[Opening SOURCE MATERIAL section]

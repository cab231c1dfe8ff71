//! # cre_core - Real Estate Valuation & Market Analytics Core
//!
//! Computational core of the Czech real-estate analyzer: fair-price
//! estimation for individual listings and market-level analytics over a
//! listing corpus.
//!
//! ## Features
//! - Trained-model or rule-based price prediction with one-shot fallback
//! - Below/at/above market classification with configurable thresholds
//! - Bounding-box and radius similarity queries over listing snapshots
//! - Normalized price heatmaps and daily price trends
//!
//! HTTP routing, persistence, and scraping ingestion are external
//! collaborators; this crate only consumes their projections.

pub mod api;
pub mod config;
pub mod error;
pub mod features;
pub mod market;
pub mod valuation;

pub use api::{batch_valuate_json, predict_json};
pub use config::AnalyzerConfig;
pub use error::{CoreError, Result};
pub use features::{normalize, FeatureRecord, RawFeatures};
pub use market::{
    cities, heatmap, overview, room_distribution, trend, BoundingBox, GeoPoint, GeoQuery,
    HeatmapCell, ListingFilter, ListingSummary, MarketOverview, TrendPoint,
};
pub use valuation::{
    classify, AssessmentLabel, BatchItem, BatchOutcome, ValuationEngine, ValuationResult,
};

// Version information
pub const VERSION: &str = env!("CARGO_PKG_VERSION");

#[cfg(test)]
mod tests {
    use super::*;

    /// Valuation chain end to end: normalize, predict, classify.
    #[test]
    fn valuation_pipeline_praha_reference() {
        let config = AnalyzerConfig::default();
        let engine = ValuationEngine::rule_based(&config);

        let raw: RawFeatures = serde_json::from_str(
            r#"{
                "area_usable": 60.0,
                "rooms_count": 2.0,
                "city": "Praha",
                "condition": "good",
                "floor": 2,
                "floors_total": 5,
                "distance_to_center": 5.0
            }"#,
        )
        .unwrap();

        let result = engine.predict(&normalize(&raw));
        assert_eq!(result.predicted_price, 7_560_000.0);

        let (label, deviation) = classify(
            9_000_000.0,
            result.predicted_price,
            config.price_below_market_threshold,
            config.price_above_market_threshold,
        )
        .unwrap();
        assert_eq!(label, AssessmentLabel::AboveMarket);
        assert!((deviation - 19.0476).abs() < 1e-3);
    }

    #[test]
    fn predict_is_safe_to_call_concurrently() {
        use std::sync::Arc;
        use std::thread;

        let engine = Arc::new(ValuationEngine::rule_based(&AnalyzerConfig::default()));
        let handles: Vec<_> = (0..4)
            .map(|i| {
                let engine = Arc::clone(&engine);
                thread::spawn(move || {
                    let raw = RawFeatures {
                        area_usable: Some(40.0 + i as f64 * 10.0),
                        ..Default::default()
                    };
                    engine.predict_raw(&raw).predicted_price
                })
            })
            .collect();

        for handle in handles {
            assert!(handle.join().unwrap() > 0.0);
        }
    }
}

[Closing SOURCE MATERIAL section]

WHAT IS REQUIRED:
From the listing above, copy every line that includes the word "AnalyzerConfig".

YOUR SOLUTION:
pub use config::AnalyzerConfig;
        let config = AnalyzerConfig::default();
        let engine = Arc::new(ValuationEngine::rule_based(&AnalyzerConfig::default()));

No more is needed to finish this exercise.